Geologic Definition of Conventional and Continuous Accumulations in Select U.S. Basins – The 2001 Approach
Christopher J. Schenk
U.S. Geological Survey, Denver, CO
The U.S. Geological Survey (USGS) assessed the potential for undiscovered conventional and continuous oil and gas resources in several priority basins beginning in 2001. Conventional resources were those that were generally trapped by hydrodynamic processes, and commonly there was a well-defined, oil- or gas-water contact at the base of each accumulation, leading to discrete, countable accumulations. Continuous resources (including accumulations known as basin-centered gas, shale gas, tight gas, and coalbed gas) were defined as those accumulations generally not trapped by hydrodynamic processes. Transition zones were recognized between areas of conventional and continuous resources.

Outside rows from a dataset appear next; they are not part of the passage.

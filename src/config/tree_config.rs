use crate::drift::{DEFAULT_MAX_WINDOW, DEFAULT_MIN_WINDOW, DriftDetector};
use serde::{Deserialize, Serialize};

/// Immutable per-tree growth parameters.
#[derive(Debug, Clone, PartialEq, Serialize, Deserialize)]
pub struct TreeConfig {
    pub max_depth: usize,
    /// `None` lets the tree grow until `max_depth` stops it.
    pub max_nodes: Option<usize>,
    pub hoeffding_split_delta: f64,
    pub min_samples_per_leaf: u64,
    pub tie_threshold: Option<f64>,
    pub use_drift_detection: bool,
    pub drift_alpha: f64,
    pub drift_min_window: usize,
    pub drift_max_window: usize,
}

impl Default for TreeConfig {
    fn default() -> Self {
        Self {
            max_depth: 10,
            max_nodes: None,
            hoeffding_split_delta: 1e-3,
            min_samples_per_leaf: 20,
            tie_threshold: None,
            use_drift_detection: false,
            drift_alpha: 0.002,
            drift_min_window: DEFAULT_MIN_WINDOW,
            drift_max_window: DEFAULT_MAX_WINDOW,
        }
    }
}

impl TreeConfig {
    /// Detector attached to every new leaf, if drift detection is enabled.
    pub fn new_drift_detector(&self) -> Option<DriftDetector> {
        self.use_drift_detection.then(|| {
            DriftDetector::with_window(
                self.drift_alpha,
                self.drift_min_window,
                self.drift_max_window,
            )
        })
    }
}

A continuous oil or gas accumulation may have some or all of the following characteristics: (1) regional in extent, (2) diffuse boundaries, (3) existing “fields” commonly merge into a single regional accumulation, (4) no obvious seal and trap, (5) no well-defined, oil- or gas-water contact, (6) hydrocarbons apparently not held in place by hydrodynamics, (7) commonly abnormally pressured, (8) large in-place resource volume, but very low recovery factor, (9) geologically controlled “sweet spots”, (10) little free water production (except from coal-bed gas accumulations), (11) water commonly found up dip from hydrocarbons, (12) few truly “dry” holes, (13) reservoirs generally in close proximity to source rocks, (14) Estimated Ultimate Recovery (EUR) of oil or gas from wells are generally lower than EURs from wells in a conventional accumulation, 15) reservoirs with very low matrix permeabilities, and (16) natural reservoir fracturing common. The key to the assessment of continuous resources was the geologic definition of sweet spots that represent the concurrence of several favorable geologic parameters such as fracturing, thermal history, gas content, reservoir thickness, or matrix rock properties. Sweet spots were areas that were most likely to be the economically developed parts of a continuous accumulation.